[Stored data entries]
use axum::{
    extract::{Path, Query, State},
    http::{header, StatusCode},
    response::IntoResponse,
    routing::{get, post, put},
    Json, Router,
};
use chrono::{Local, NaiveDate, Weekday};
use rusqlite::Connection;
use serde::{Deserialize, Serialize};
use std::net::SocketAddr;
use std::path::PathBuf;
use std::sync::Arc;
use tokio::sync::{Mutex, RwLock};
use tower_http::trace::TraceLayer;
use tracing::{info, warn};

use crate::activity::Step;
use crate::analysis::{self, Analysis, RecordRow};
use crate::calendar::{self, MonthView};
use crate::config::{parse_weekday, Config};
use crate::db;
use crate::format::format_duration;
use crate::legacy_csv;
use crate::schedule::{schedule_for, target_study_hours};
use crate::session::{DayView, PendingView, Session};
use crate::types::{parse_date_key, ActivityType, AppData, DayType, ScheduleItem};

/// Application state shared across requests
pub struct AppState {
    pub session: RwLock<Session>,
    pub conn: Mutex<Connection>,
    pub backup_dir: PathBuf,
    pub first_weekday: Weekday,
}

impl AppState {
    pub fn new(conn: Connection, data: AppData, backup_dir: PathBuf, first_weekday: Weekday) -> Self {
        Self {
            session: RwLock::new(Session::new(data)),
            conn: Mutex::new(conn),
            backup_dir,
            first_weekday,
        }
    }
}

type ApiError = (StatusCode, String);

/// Answer to every day-level command
#[derive(Debug, Serialize)]
pub struct DayResponse {
    pub day: DayView,
    /// Whether the command changed anything
    pub changed: bool,
    /// One-line message when the store could not be saved
    pub notice: Option<String>,
}

#[derive(Debug, Deserialize)]
pub struct ChecklistRequest {
    pub checked: bool,
}

#[derive(Debug, Deserialize)]
pub struct AppendRequest {
    #[serde(default)]
    pub memo: String,
}

#[derive(Debug, Deserialize)]
pub struct ReviewRequest {
    pub content: String,
}

#[derive(Debug, Deserialize)]
pub struct StepRequest {
    pub step: Step,
}

#[derive(Debug, Deserialize)]
pub struct CalendarQuery {
    pub first_weekday: Option<String>,
}

/// Static checklist and study target of one day type
#[derive(Debug, Serialize)]
pub struct ScheduleResponse {
    pub day_type: DayType,
    pub items: &'static [ScheduleItem],
    pub target_study_hours: f64,
    pub target_display: String,
}

#[derive(Debug, Serialize)]
pub struct BackupResponse {
    pub path: String,
}

pub fn router(state: Arc<AppState>) -> Router {
    Router::new()
        .route("/api/days/{date}", get(day_handler))
        .route("/api/days/{date}/checklist/{item_id}", put(checklist_handler))
        .route(
            "/api/days/{date}/activities/{activity}",
            post(append_handler).delete(reset_handler),
        )
        .route("/api/days/{date}/review", put(review_handler))
        .route(
            "/api/pending/{activity}",
            get(pending_handler).post(step_handler),
        )
        .route("/api/schedules/{day_type}", get(schedule_handler))
        .route("/api/calendar/{year}/{month}", get(calendar_handler))
        .route("/api/analysis", get(analysis_handler))
        .route("/api/records", get(records_handler))
        .route("/api/records.csv", get(records_csv_handler))
        .route("/api/export", get(export_handler))
        .route("/api/backup", post(backup_handler))
        .layer(TraceLayer::new_for_http())
        .with_state(state)
}

/// Load the store and start the web server
pub async fn serve(config: &Config) -> anyhow::Result<()> {
    let conn = db::init_db(&config.db_path())?;
    let data = db::load_data(&conn)?;
    info!(
        path = %config.db_path().display(),
        days = data.activities.len(),
        "Store loaded"
    );

    let state = Arc::new(AppState::new(
        conn,
        data,
        config.backup_dir(),
        config.first_weekday,
    ));
    let app = router(state);

    let addr = SocketAddr::from(([127, 0, 0, 1], config.port));
    info!(%addr, "Server running, press Ctrl+C to stop");

    let listener = tokio::net::TcpListener::bind(addr).await?;
    axum::serve(listener, app).await?;

    Ok(())
}

fn bad_request(message: impl Into<String>) -> ApiError {
    (StatusCode::BAD_REQUEST, message.into())
}

fn parse_date(value: &str) -> Result<NaiveDate, ApiError> {
    parse_date_key(value).ok_or_else(|| bad_request(format!("invalid date: {value}")))
}

fn parse_activity(value: &str) -> Result<ActivityType, ApiError> {
    value.parse().map_err(|e| bad_request(format!("{e}")))
}

fn internal_error(message: impl Into<String>) -> ApiError {
    (StatusCode::INTERNAL_SERVER_ERROR, message.into())
}

/// Run blocking SQLite work off the async workers
async fn with_conn<T, F>(state: &Arc<AppState>, work: F) -> anyhow::Result<T>
where
    T: Send + 'static,
    F: FnOnce(&mut Connection) -> anyhow::Result<T> + Send + 'static,
{
    let state = Arc::clone(state);
    tokio::task::spawn_blocking(move || {
        let mut conn = state.conn.blocking_lock();
        work(&mut conn)
    })
    .await?
}

/// Save the whole store; a failure becomes a notice and memory stays authoritative
async fn persist(state: &Arc<AppState>, data: AppData) -> Option<String> {
    match with_conn(state, move |conn| db::save_data(conn, &data)).await {
        Ok(()) => None,
        Err(e) => {
            warn!(error = %e, "Failed to save store");
            Some(format!("Could not save data: {e}"))
        }
    }
}

/// Run a command against the session, save when it changed something,
/// and answer with the refreshed day
async fn apply_command<F>(state: &Arc<AppState>, date: NaiveDate, command: F) -> Json<DayResponse>
where
    F: FnOnce(&mut Session) -> bool,
{
    // The write lock is held across the save so saves land in command order
    let mut session = state.session.write().await;
    let changed = command(&mut session);
    let notice = if changed {
        persist(state, session.data.clone()).await
    } else {
        None
    };

    Json(DayResponse {
        day: session.day_view(date),
        changed,
        notice,
    })
}

async fn day_handler(
    State(state): State<Arc<AppState>>,
    Path(date): Path<String>,
) -> Result<Json<DayView>, ApiError> {
    let date = parse_date(&date)?;
    let session = state.session.read().await;
    Ok(Json(session.day_view(date)))
}

async fn checklist_handler(
    State(state): State<Arc<AppState>>,
    Path((date, item_id)): Path<(String, String)>,
    Json(request): Json<ChecklistRequest>,
) -> Result<Json<DayResponse>, ApiError> {
    let date = parse_date(&date)?;
    Ok(apply_command(&state, date, |session| {
        session.toggle_checklist_item(date, &item_id, request.checked)
    })
    .await)
}

async fn append_handler(
    State(state): State<Arc<AppState>>,
    Path((date, activity)): Path<(String, String)>,
    Json(request): Json<AppendRequest>,
) -> Result<Json<DayResponse>, ApiError> {
    let date = parse_date(&date)?;
    let activity = parse_activity(&activity)?;
    let now = Local::now().time();
    Ok(apply_command(&state, date, |session| {
        session.append_activity(date, activity, &request.memo, now)
    })
    .await)
}

async fn reset_handler(
    State(state): State<Arc<AppState>>,
    Path((date, activity)): Path<(String, String)>,
) -> Result<Json<DayResponse>, ApiError> {
    let date = parse_date(&date)?;
    let activity = parse_activity(&activity)?;
    Ok(apply_command(&state, date, |session| {
        session.reset_bucket(date, activity);
        true
    })
    .await)
}

async fn review_handler(
    State(state): State<Arc<AppState>>,
    Path(date): Path<String>,
    Json(request): Json<ReviewRequest>,
) -> Result<Json<DayResponse>, ApiError> {
    let date = parse_date(&date)?;
    let now = Local::now().time();
    Ok(apply_command(&state, date, |session| {
        session.save_review(date, &request.content, now)
    })
    .await)
}

async fn pending_handler(
    State(state): State<Arc<AppState>>,
    Path(activity): Path<String>,
) -> Result<Json<PendingView>, ApiError> {
    let activity = parse_activity(&activity)?;
    let session = state.session.read().await;
    Ok(Json(session.pending_view(activity)))
}

async fn step_handler(
    State(state): State<Arc<AppState>>,
    Path(activity): Path<String>,
    Json(request): Json<StepRequest>,
) -> Result<Json<PendingView>, ApiError> {
    let activity = parse_activity(&activity)?;
    let mut session = state.session.write().await;
    Ok(Json(session.adjust_pending(activity, request.step)))
}

async fn schedule_handler(Path(day_type): Path<String>) -> Result<Json<ScheduleResponse>, ApiError> {
    let day_type: DayType = day_type.parse().map_err(|e| bad_request(format!("{e}")))?;
    let target = target_study_hours(day_type);
    Ok(Json(ScheduleResponse {
        day_type,
        items: schedule_for(day_type),
        target_study_hours: target,
        target_display: format_duration(target),
    }))
}

async fn calendar_handler(
    State(state): State<Arc<AppState>>,
    Path((year, month)): Path<(i32, u32)>,
    Query(query): Query<CalendarQuery>,
) -> Result<Json<MonthView>, ApiError> {
    let first_weekday = match query.first_weekday.as_deref() {
        Some(value) => {
            parse_weekday(value).ok_or_else(|| bad_request(format!("invalid weekday: {value}")))?
        }
        None => state.first_weekday,
    };

    let session = state.session.read().await;
    calendar::month_view(&session.data, year, month, first_weekday)
        .map(Json)
        .ok_or_else(|| bad_request(format!("invalid year and month: {year}-{month}")))
}

async fn analysis_handler(State(state): State<Arc<AppState>>) -> Json<Analysis> {
    let session = state.session.read().await;
    Json(analysis::analyze(&session.data.activities))
}

async fn records_handler(State(state): State<Arc<AppState>>) -> Json<Vec<RecordRow>> {
    let session = state.session.read().await;
    Json(analysis::detailed_records(&session.data.activities))
}

async fn records_csv_handler(
    State(state): State<Arc<AppState>>,
) -> Result<impl IntoResponse, ApiError> {
    let session = state.session.read().await;
    let records = analysis::detailed_records(&session.data.activities);
    let body = legacy_csv::records_csv(&records).map_err(|e| internal_error(format!("{e}")))?;
    Ok((
        [
            (header::CONTENT_TYPE, "text/csv; charset=utf-8"),
            (
                header::CONTENT_DISPOSITION,
                "attachment; filename=\"study_records.csv\"",
            ),
        ],
        body,
    ))
}

async fn export_handler(State(state): State<Arc<AppState>>) -> Json<AppData> {
    let session = state.session.read().await;
    Json(session.data.clone())
}

async fn backup_handler(
    State(state): State<Arc<AppState>>,
) -> Result<Json<BackupResponse>, ApiError> {
    let backup_dir = state.backup_dir.clone();
    let now = Local::now().naive_local();
    match with_conn(&state, move |conn| db::backup(conn, &backup_dir, now)).await {
        Ok(path) => Ok(Json(BackupResponse {
            path: path.display().to_string(),
        })),
        Err(e) => {
            warn!(error = %e, "Backup failed");
            Err(internal_error(format!("Backup failed: {e}")))
        }
    }
}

▶ REQUIRED ACTION: A single number is the whole answer: please count how many lines of the records above include the string "PathBuf".

▶ COMPLETED EXERCISE: 3